**The problem:**
Retype the whole of the data exactly.

**Given entries:**
=======
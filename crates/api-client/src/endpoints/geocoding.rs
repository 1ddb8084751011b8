//! Geocoding endpoints (Mapbox places API)

use crate::client::H2SiteClient;
use crate::error::{ApiError, ApiResult};
use h2site_geo::GeoPoint;
use reqwest::Url;
use serde::{Deserialize, Serialize};
use tracing::{debug, warn};

const FORWARD_TYPES: &str = "place,locality,neighborhood,address,poi";
const REVERSE_TYPES: &str = "place,locality,neighborhood,address";
const FORWARD_LIMIT: &str = "5";

/// Name used when reverse geocoding finds nothing
pub const FALLBACK_LOCATION_NAME: &str = "Selected Location";

/// Geocoding API interface
#[derive(Clone)]
pub struct GeocodingApi {
    client: H2SiteClient,
}

impl GeocodingApi {
    /// Create a new geocoding API interface
    pub(crate) fn new(client: H2SiteClient) -> Self {
        Self { client }
    }

    /// Search places by free text; at most five results, best first
    ///
    /// GET /mapbox.places/{query}.json
    pub async fn forward(&self, query: &str) -> ApiResult<Vec<LocationData>> {
        let query = query.trim();
        if query.is_empty() {
            return Ok(Vec::new());
        }

        let url = self.places_url(
            &format!("{query}.json"),
            &[
                ("types", FORWARD_TYPES),
                ("limit", FORWARD_LIMIT),
                ("language", "en"),
            ],
        )?;
        let collection: FeatureCollection = self.client.get_url(&url).await?;
        let locations = collection.into_locations();
        debug!(query, results = locations.len(), "Forward geocoded");
        Ok(locations)
    }

    /// Name the place at a point
    ///
    /// GET /mapbox.places/{lon},{lat}.json
    ///
    /// An empty result yields the fallback location rather than an error.
    pub async fn reverse(&self, point: GeoPoint) -> ApiResult<LocationData> {
        point
            .validate()
            .map_err(|e| ApiError::validation(e.to_string()))?;

        let url = self.places_url(
            &format!("{},{}.json", point.longitude, point.latitude),
            &[("types", REVERSE_TYPES)],
        )?;
        let collection: FeatureCollection = self.client.get_url(&url).await?;

        Ok(collection
            .features
            .into_iter()
            .next()
            .map_or_else(|| LocationData::fallback(point), |f| f.at(point)))
    }

    /// [`Self::reverse`], degrading to the fallback location on any failure
    pub async fn reverse_or_fallback(&self, point: GeoPoint) -> LocationData {
        match self.reverse(point).await {
            Ok(location) => location,
            Err(e) => {
                warn!(error = %e, "Reverse geocoding failed");
                LocationData::fallback(point)
            }
        }
    }

    fn places_url(&self, resource: &str, params: &[(&str, &str)]) -> ApiResult<Url> {
        let config = self.client.config();
        let token = config
            .mapbox_token
            .as_deref()
            .ok_or_else(|| ApiError::missing_env("MAPBOX_ACCESS_TOKEN"))?;

        places_url(&config.geocoding_url, resource, token, params)
    }
}

fn places_url(base: &str, resource: &str, token: &str, params: &[(&str, &str)]) -> ApiResult<Url> {
    let mut url = Url::parse(base).map_err(|e| ApiError::InvalidUrl(format!("{base}: {e}")))?;
    url.path_segments_mut()
        .map_err(|()| ApiError::InvalidUrl(base.to_string()))?
        .pop_if_empty()
        .push("mapbox.places")
        .push(resource);

    {
        let mut query = url.query_pairs_mut();
        query.append_pair("access_token", token);
        for (key, value) in params {
            query.append_pair(key, value);
        }
    }

    Ok(url)
}

// ============================================================================
// Request/Response Types
// ============================================================================

/// A geocoded place
#[derive(Debug, Clone, PartialEq, Serialize, Deserialize)]
pub struct LocationData {
    pub name: String,
    /// `[longitude, latitude]`
    pub coordinates: GeoPoint,
    pub address: String,
}

impl LocationData {
    /// Unnamed point, addressed as `lat, lon` to four decimals
    pub fn fallback(point: GeoPoint) -> Self {
        Self {
            name: FALLBACK_LOCATION_NAME.to_string(),
            coordinates: point,
            address: format!("{:.4}, {:.4}", point.latitude, point.longitude),
        }
    }
}

#[derive(Debug, Default, Deserialize)]
struct FeatureCollection {
    #[serde(default)]
    features: Vec<Feature>,
}

impl FeatureCollection {
    fn into_locations(self) -> Vec<LocationData> {
        self.features
            .into_iter()
            .filter_map(|feature| {
                let center = feature.center.filter(GeoPoint::is_valid)?;
                Some(feature.at(center))
            })
            .collect()
    }
}

#[derive(Debug, Deserialize)]
struct Feature {
    #[serde(default)]
    text: Option<String>,
    #[serde(default)]
    place_name: Option<String>,
    #[serde(default)]
    center: Option<GeoPoint>,
}

impl Feature {
    fn at(self, coordinates: GeoPoint) -> LocationData {
        let text = self.text.filter(|t| !t.is_empty());
        let place_name = self.place_name.filter(|p| !p.is_empty());

        let name = text
            .clone()
            .or_else(|| {
                place_name
                    .as_deref()
                    .and_then(|p| p.split(',').next())
                    .map(|s| s.trim().to_string())
            })
            .unwrap_or_else(|| FALLBACK_LOCATION_NAME.to_string());

        let address = place_name
            .or(text)
            .unwrap_or_else(|| LocationData::fallback(coordinates).address);

        LocationData {
            name,
            coordinates,
            address,
        }
    }
}

#[cfg(test)]
mod tests {
    use super::*;
    use serde_json::json;

    #[test]
    fn test_places_url_encodes_query() {
        let url = places_url(
            "https://api.mapbox.com/geocoding/v5",
            "Ahmedabad, Gujarat.json",
            "pk.test",
            &[("types", FORWARD_TYPES), ("limit", "5"), ("language", "en")],
        )
        .unwrap();

        assert_eq!(
            url.path(),
            "/geocoding/v5/mapbox.places/Ahmedabad,%20Gujarat.json"
        );
        let pairs: Vec<(String, String)> = url
            .query_pairs()
            .map(|(k, v)| (k.into_owned(), v.into_owned()))
            .collect();
        assert_eq!(pairs[0], ("access_token".into(), "pk.test".into()));
        assert!(pairs.contains(&("types".into(), FORWARD_TYPES.into())));
        assert!(pairs.contains(&("limit".into(), "5".into())));
    }

    #[test]
    fn test_places_url_trailing_slash_base() {
        let url = places_url("https://geo.example.com/v5/", "1,2.json", "t", &[]).unwrap();
        assert_eq!(url.path(), "/v5/mapbox.places/1,2.json");
    }

    #[test]
    fn test_feature_collection_to_locations() {
        let collection: FeatureCollection = serde_json::from_value(json!({
            "features": [
                {"text": "Ahmedabad", "place_name": "Ahmedabad, Gujarat, India", "center": [72.58, 23.03]},
                {"place_name": "Gandhinagar, Gujarat, India", "center": [72.64, 23.22]},
                {"text": "Nowhere"}
            ]
        }))
        .unwrap();

        let locations = collection.into_locations();
        assert_eq!(locations.len(), 2);
        assert_eq!(locations[0].name, "Ahmedabad");
        assert_eq!(locations[0].address, "Ahmedabad, Gujarat, India");
        assert_eq!(locations[0].coordinates, GeoPoint::new(72.58, 23.03));
        assert_eq!(locations[1].name, "Gandhinagar");
    }

    #[test]
    fn test_fallback_location() {
        let location = LocationData::fallback(GeoPoint::new(72.571_43, 23.022_51));
        assert_eq!(location.name, "Selected Location");
        assert_eq!(location.address, "23.0225, 72.5714");
    }

    #[test]
    fn test_missing_token() {
        let config = crate::ClientConfig::development();
        let config = crate::ClientConfig {
            mapbox_token: None,
            ..config
        };
        let client = H2SiteClient::with_config(config).unwrap();
        let result = tokio_test::block_on(client.geocoding().forward("Kutch"));
        assert!(matches!(result, Err(ApiError::MissingEnvVar(_))));
    }

    #[test]
    fn test_blank_query_is_empty() {
        let client = H2SiteClient::with_config(crate::ClientConfig::development()).unwrap();
        let result = tokio_test::block_on(client.geocoding().forward("   ")).unwrap();
        assert!(result.is_empty());
    }
}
=======
**Solution to this task:**
filename crates/api-client/src/endpoints/geocoding.rs
repository 1ddb8084751011b8
//! Geocoding endpoints (Mapbox places API)

use crate::client::H2SiteClient;
use crate::error::{ApiError, ApiResult};
use h2site_geo::GeoPoint;
use reqwest::Url;
use serde::{Deserialize, Serialize};
use tracing::{debug, warn};

const FORWARD_TYPES: &str = "place,locality,neighborhood,address,poi";
const REVERSE_TYPES: &str = "place,locality,neighborhood,address";
const FORWARD_LIMIT: &str = "5";

/// Name used when reverse geocoding finds nothing
pub const FALLBACK_LOCATION_NAME: &str = "Selected Location";

/// Geocoding API interface
#[derive(Clone)]
pub struct GeocodingApi {
    client: H2SiteClient,
}

impl GeocodingApi {
    /// Create a new geocoding API interface
    pub(crate) fn new(client: H2SiteClient) -> Self {
        Self { client }
    }

    /// Search places by free text; at most five results, best first
    ///
    /// GET /mapbox.places/{query}.json
    pub async fn forward(&self, query: &str) -> ApiResult<Vec<LocationData>> {
        let query = query.trim();
        if query.is_empty() {
            return Ok(Vec::new());
        }

        let url = self.places_url(
            &format!("{query}.json"),
            &[
                ("types", FORWARD_TYPES),
                ("limit", FORWARD_LIMIT),
                ("language", "en"),
            ],
        )?;
        let collection: FeatureCollection = self.client.get_url(&url).await?;
        let locations = collection.into_locations();
        debug!(query, results = locations.len(), "Forward geocoded");
        Ok(locations)
    }

    /// Name the place at a point
    ///
    /// GET /mapbox.places/{lon},{lat}.json
    ///
    /// An empty result yields the fallback location rather than an error.
    pub async fn reverse(&self, point: GeoPoint) -> ApiResult<LocationData> {
        point
            .validate()
            .map_err(|e| ApiError::validation(e.to_string()))?;

        let url = self.places_url(
            &format!("{},{}.json", point.longitude, point.latitude),
            &[("types", REVERSE_TYPES)],
        )?;
        let collection: FeatureCollection = self.client.get_url(&url).await?;

        Ok(collection
            .features
            .into_iter()
            .next()
            .map_or_else(|| LocationData::fallback(point), |f| f.at(point)))
    }

    /// [`Self::reverse`], degrading to the fallback location on any failure
    pub async fn reverse_or_fallback(&self, point: GeoPoint) -> LocationData {
        match self.reverse(point).await {
            Ok(location) => location,
            Err(e) => {
                warn!(error = %e, "Reverse geocoding failed");
                LocationData::fallback(point)
            }
        }
    }

    fn places_url(&self, resource: &str, params: &[(&str, &str)]) -> ApiResult<Url> {
        let config = self.client.config();
        let token = config
            .mapbox_token
            .as_deref()
            .ok_or_else(|| ApiError::missing_env("MAPBOX_ACCESS_TOKEN"))?;

        places_url(&config.geocoding_url, resource, token, params)
    }
}

fn places_url(base: &str, resource: &str, token: &str, params: &[(&str, &str)]) -> ApiResult<Url> {
    let mut url = Url::parse(base).map_err(|e| ApiError::InvalidUrl(format!("{base}: {e}")))?;
    url.path_segments_mut()
        .map_err(|()| ApiError::InvalidUrl(base.to_string()))?
        .pop_if_empty()
        .push("mapbox.places")
        .push(resource);

    {
        let mut query = url.query_pairs_mut();
        query.append_pair("access_token", token);
        for (key, value) in params {
            query.append_pair(key, value);
        }
    }

    Ok(url)
}

// ============================================================================
// Request/Response Types
// ============================================================================

/// A geocoded place
#[derive(Debug, Clone, PartialEq, Serialize, Deserialize)]
pub struct LocationData {
    pub name: String,
    /// `[longitude, latitude]`
    pub coordinates: GeoPoint,
    pub address: String,
}

impl LocationData {
    /// Unnamed point, addressed as `lat, lon` to four decimals
    pub fn fallback(point: GeoPoint) -> Self {
        Self {
            name: FALLBACK_LOCATION_NAME.to_string(),
            coordinates: point,
            address: format!("{:.4}, {:.4}", point.latitude, point.longitude),
        }
    }
}

#[derive(Debug, Default, Deserialize)]
struct FeatureCollection {
    #[serde(default)]
    features: Vec<Feature>,
}

impl FeatureCollection {
    fn into_locations(self) -> Vec<LocationData> {
        self.features
            .into_iter()
            .filter_map(|feature| {
                let center = feature.center.filter(GeoPoint::is_valid)?;
                Some(feature.at(center))
            })
            .collect()
    }
}

#[derive(Debug, Deserialize)]
struct Feature {
    #[serde(default)]
    text: Option<String>,
    #[serde(default)]
    place_name: Option<String>,
    #[serde(default)]
    center: Option<GeoPoint>,
}

impl Feature {
    fn at(self, coordinates: GeoPoint) -> LocationData {
        let text = self.text.filter(|t| !t.is_empty());
        let place_name = self.place_name.filter(|p| !p.is_empty());

        let name = text
            .clone()
            .or_else(|| {
                place_name
                    .as_deref()
                    .and_then(|p| p.split(',').next())
                    .map(|s| s.trim().to_string())
            })
            .unwrap_or_else(|| FALLBACK_LOCATION_NAME.to_string());

        let address = place_name
            .or(text)
            .unwrap_or_else(|| LocationData::fallback(coordinates).address);

        LocationData {
            name,
            coordinates,
            address,
        }
    }
}

#[cfg(test)]
mod tests {
    use super::*;
    use serde_json::json;

    #[test]
    fn test_places_url_encodes_query() {
        let url = places_url(
            "https://api.mapbox.com/geocoding/v5",
            "Ahmedabad, Gujarat.json",
            "pk.test",
            &[("types", FORWARD_TYPES), ("limit", "5"), ("language", "en")],
        )
        .unwrap();

        assert_eq!(
            url.path(),
            "/geocoding/v5/mapbox.places/Ahmedabad,%20Gujarat.json"
        );
        let pairs: Vec<(String, String)> = url
            .query_pairs()
            .map(|(k, v)| (k.into_owned(), v.into_owned()))
            .collect();
        assert_eq!(pairs[0], ("access_token".into(), "pk.test".into()));
        assert!(pairs.contains(&("types".into(), FORWARD_TYPES.into())));
        assert!(pairs.contains(&("limit".into(), "5".into())));
    }

    #[test]
    fn test_places_url_trailing_slash_base() {
        let url = places_url("https://geo.example.com/v5/", "1,2.json", "t", &[]).unwrap();
        assert_eq!(url.path(), "/v5/mapbox.places/1,2.json");
    }

    #[test]
    fn test_feature_collection_to_locations() {
        let collection: FeatureCollection = serde_json::from_value(json!({
            "features": [
                {"text": "Ahmedabad", "place_name": "Ahmedabad, Gujarat, India", "center": [72.58, 23.03]},
                {"place_name": "Gandhinagar, Gujarat, India", "center": [72.64, 23.22]},
                {"text": "Nowhere"}
            ]
        }))
        .unwrap();

        let locations = collection.into_locations();
        assert_eq!(locations.len(), 2);
        assert_eq!(locations[0].name, "Ahmedabad");
        assert_eq!(locations[0].address, "Ahmedabad, Gujarat, India");
        assert_eq!(locations[0].coordinates, GeoPoint::new(72.58, 23.03));
        assert_eq!(locations[1].name, "Gandhinagar");
    }

    #[test]
    fn test_fallback_location() {
        let location = LocationData::fallback(GeoPoint::new(72.571_43, 23.022_51));
        assert_eq!(location.name, "Selected Location");
        assert_eq!(location.address, "23.0225, 72.5714");
    }

    #[test]
    fn test_missing_token() {
        let config = crate::ClientConfig::development();
        let config = crate::ClientConfig {
            mapbox_token: None,
            ..config
        };
        let client = H2SiteClient::with_config(config).unwrap();
        let result = tokio_test::block_on(client.geocoding().forward("Kutch"));
        assert!(matches!(result, Err(ApiError::MissingEnvVar(_))));
    }

    #[test]
    fn test_blank_query_is_empty() {
        let client = H2SiteClient::with_config(crate::ClientConfig::development()).unwrap();
        let result = tokio_test::block_on(client.geocoding().forward("   ")).unwrap();
        assert!(result.is_empty());
    }
}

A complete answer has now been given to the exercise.